#### [What you should do]
Give only the number of lines in the records below that contain the word "HooksConfig".

▬▬▬▬▬▬▬▬▬▬

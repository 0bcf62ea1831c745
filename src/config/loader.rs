use crate::errors::ConfigError;
use std::{collections::HashMap, env, fs, path::PathBuf};

use super::hooks_config::{HooksConfig, CONFIG_FILE_NAME, ENV_LOG_FORMAT, ENV_LOG_LEVEL, USER_CONFIG_PATH};

/// Configuration loader responsible for loading config from files and environment
pub struct ConfigLoader {
    base_path: Option<PathBuf>,
}

impl ConfigLoader {
    /// Create a new config loader with default paths
    pub fn new() -> Self {
        Self { base_path: None }
    }

    /// Create a config loader with custom base path (for testing)
    pub fn with_base_path(base_path: PathBuf) -> Self {
        Self {
            base_path: Some(base_path),
        }
    }

    /// Load configuration. A missing file yields defaults; environment
    /// overrides are applied last.
    pub fn load_config(&self) -> Result<HooksConfig, ConfigError> {
        let config_path = self.config_path();
        let mut config = self.load_file(&config_path)?;
        config.apply_env(&self.collect_env_vars())?;
        Ok(config)
    }

    /// Path of the configuration file, with tilde expansion and base path override
    pub fn config_path(&self) -> PathBuf {
        let base = match &self.base_path {
            Some(base_path) => base_path.join(USER_CONFIG_PATH.trim_start_matches("~/")),
            None => PathBuf::from(shellexpand::tilde(USER_CONFIG_PATH).as_ref()),
        };
        base.join(CONFIG_FILE_NAME)
    }

    fn load_file(&self, path: &PathBuf) -> Result<HooksConfig, ConfigError> {
        if !path.exists() {
            tracing::debug!(path = %path.display(), "No configuration file, using defaults");
            return Ok(HooksConfig::default());
        }
        let content = fs::read_to_string(path)
            .map_err(|e| ConfigError::FileRead(path.display().to_string(), e))?;
        HooksConfig::from_toml(&content, &path.display().to_string())
    }

    fn collect_env_vars(&self) -> HashMap<String, String> {
        [ENV_LOG_LEVEL, ENV_LOG_FORMAT]
            .into_iter()
            .filter_map(|key| env::var(key).ok().map(|value| (key.to_string(), value)))
            .collect()
    }
}

impl Default for ConfigLoader {
    fn default() -> Self {
        Self::new()
    }
}

#[cfg(test)]
mod tests {
    use super::*;
    use crate::infrastructure::container::OnFree;
    use tempfile::TempDir;

    #[test]
    fn test_missing_file_gives_defaults() {
        let dir = TempDir::new().unwrap();
        let loader = ConfigLoader::with_base_path(dir.path().to_path_buf());
        let config = loader.load_file(&loader.config_path()).unwrap();
        assert_eq!(config, HooksConfig::default());
    }

    #[test]
    fn test_loads_file_under_base_path() {
        let dir = TempDir::new().unwrap();
        let loader = ConfigLoader::with_base_path(dir.path().to_path_buf());
        let path = loader.config_path();
        assert!(path.ends_with(".config/inject-hooks/config.toml"));

        fs::create_dir_all(path.parent().unwrap()).unwrap();
        fs::write(&path, "[provisioning]\non-free = \"null\"\n").unwrap();

        let config = loader.load_file(&path).unwrap();
        assert_eq!(config.default_options().on_free, OnFree::Null);
    }

    #[test]
    fn test_malformed_file_reports_path() {
        let dir = TempDir::new().unwrap();
        let loader = ConfigLoader::with_base_path(dir.path().to_path_buf());
        let path = loader.config_path();
        fs::create_dir_all(path.parent().unwrap()).unwrap();
        fs::write(&path, "[logging\nlevel=").unwrap();

        let err = loader.load_file(&path).unwrap_err();
        assert!(matches!(err, ConfigError::TomlParse(ref source, _) if source.ends_with("config.toml")));
    }
}
//! 服务与容器标识符
//!
//! Identifiers are opaque to the hooks: they are only hashed, compared and
//! printed.

use std::any::TypeId;
use std::fmt;
use std::marker::PhantomData;
use std::sync::Arc;
use uuid::Uuid;

/// Key under which a value is registered in a container.
#[derive(Debug, Clone, PartialEq, Eq, Hash)]
pub enum ServiceIdentifier {
    /// Unique token; two tokens are never equal unless one is a clone of the other.
    Token { id: Uuid, name: Option<Arc<str>> },
    /// Plain string key.
    Name(Arc<str>),
    /// Keyed by the Rust type itself.
    Type { id: TypeId, name: &'static str },
}

impl ServiceIdentifier {
    pub fn name(name: impl Into<Arc<str>>) -> Self {
        ServiceIdentifier::Name(name.into())
    }

    pub fn of_type<T: 'static>() -> Self {
        ServiceIdentifier::Type {
            id: TypeId::of::<T>(),
            name: std::any::type_name::<T>(),
        }
    }
}

impl fmt::Display for ServiceIdentifier {
    fn fmt(&self, f: &mut fmt::Formatter<'_>) -> fmt::Result {
        match self {
            ServiceIdentifier::Token { name: Some(name), .. } => write!(f, "Token({})", name),
            ServiceIdentifier::Token { id, name: None } => write!(f, "Token({})", id),
            ServiceIdentifier::Name(name) => write!(f, "{:?}", name),
            ServiceIdentifier::Type { name, .. } => write!(f, "{}", name),
        }
    }
}

impl From<&str> for ServiceIdentifier {
    fn from(name: &str) -> Self {
        ServiceIdentifier::Name(name.into())
    }
}

impl From<String> for ServiceIdentifier {
    fn from(name: String) -> Self {
        ServiceIdentifier::Name(name.into())
    }
}

/// Typed token. The type parameter only drives inference at the call site;
/// the container stores values type-erased.
pub struct Token<T> {
    id: ServiceIdentifier,
    _marker: PhantomData<fn() -> T>,
}

impl<T> Token<T> {
    pub fn new() -> Self {
        Self {
            id: ServiceIdentifier::Token {
                id: Uuid::new_v4(),
                name: None,
            },
            _marker: PhantomData,
        }
    }

    /// Token carrying a name for diagnostics. Still unique.
    pub fn named(name: &str) -> Self {
        Self {
            id: ServiceIdentifier::Token {
                id: Uuid::new_v4(),
                name: Some(name.into()),
            },
            _marker: PhantomData,
        }
    }

    pub fn id(&self) -> &ServiceIdentifier {
        &self.id
    }
}

impl<T> Default for Token<T> {
    fn default() -> Self {
        Self::new()
    }
}

impl<T> Clone for Token<T> {
    fn clone(&self) -> Self {
        Self {
            id: self.id.clone(),
            _marker: PhantomData,
        }
    }
}

impl<T> fmt::Debug for Token<T> {
    fn fmt(&self, f: &mut fmt::Formatter<'_>) -> fmt::Result {
        write!(f, "{}", self.id)
    }
}

impl<T> From<&Token<T>> for ServiceIdentifier {
    fn from(token: &Token<T>) -> Self {
        token.id.clone()
    }
}

/// Identifier for values registered under their own type.
pub struct TypeKey<T>(PhantomData<fn() -> T>);

impl<T> TypeKey<T> {
    pub const fn new() -> Self {
        TypeKey(PhantomData)
    }
}

impl<T> Default for TypeKey<T> {
    fn default() -> Self {
        Self::new()
    }
}

/// Anything that names a service resolving to `T`.
///
/// `Token<T>` and `TypeKey<T>` fix `T`; untyped keys (strings, raw
/// identifiers) leave it to the caller.
pub trait ServiceKey<T> {
    fn service_id(&self) -> ServiceIdentifier;
}

impl<T> ServiceKey<T> for Token<T> {
    fn service_id(&self) -> ServiceIdentifier {
        self.id.clone()
    }
}

impl<T: 'static> ServiceKey<T> for TypeKey<T> {
    fn service_id(&self) -> ServiceIdentifier {
        ServiceIdentifier::of_type::<T>()
    }
}

impl<T> ServiceKey<T> for ServiceIdentifier {
    fn service_id(&self) -> ServiceIdentifier {
        self.clone()
    }
}

impl<T> ServiceKey<T> for str {
    fn service_id(&self) -> ServiceIdentifier {
        ServiceIdentifier::Name(self.into())
    }
}

impl<T> ServiceKey<T> for String {
    fn service_id(&self) -> ServiceIdentifier {
        ServiceIdentifier::Name(self.as_str().into())
    }
}

/// Key under which a container is registered in the process-wide registry.
#[derive(Debug, Clone, PartialEq, Eq, Hash)]
pub enum ContainerIdentifier {
    /// The process-wide default container.
    Default,
    Name(Arc<str>),
    /// Symbol-like identifier that never collides with another.
    Unique(Uuid),
}

impl ContainerIdentifier {
    pub fn name(name: impl Into<Arc<str>>) -> Self {
        ContainerIdentifier::Name(name.into())
    }

    pub fn unique() -> Self {
        ContainerIdentifier::Unique(Uuid::new_v4())
    }
}

impl fmt::Display for ContainerIdentifier {
    fn fmt(&self, f: &mut fmt::Formatter<'_>) -> fmt::Result {
        match self {
            ContainerIdentifier::Default => write!(f, "default"),
            ContainerIdentifier::Name(name) => write!(f, "{:?}", name),
            ContainerIdentifier::Unique(id) => write!(f, "Symbol({})", id),
        }
    }
}

impl From<&str> for ContainerIdentifier {
    fn from(name: &str) -> Self {
        ContainerIdentifier::Name(name.into())
    }
}

impl From<String> for ContainerIdentifier {
    fn from(name: String) -> Self {
        ContainerIdentifier::Name(name.into())
    }
}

▬▬▬▬▬▬▬▬▬▬

#### [Exercise answer]
6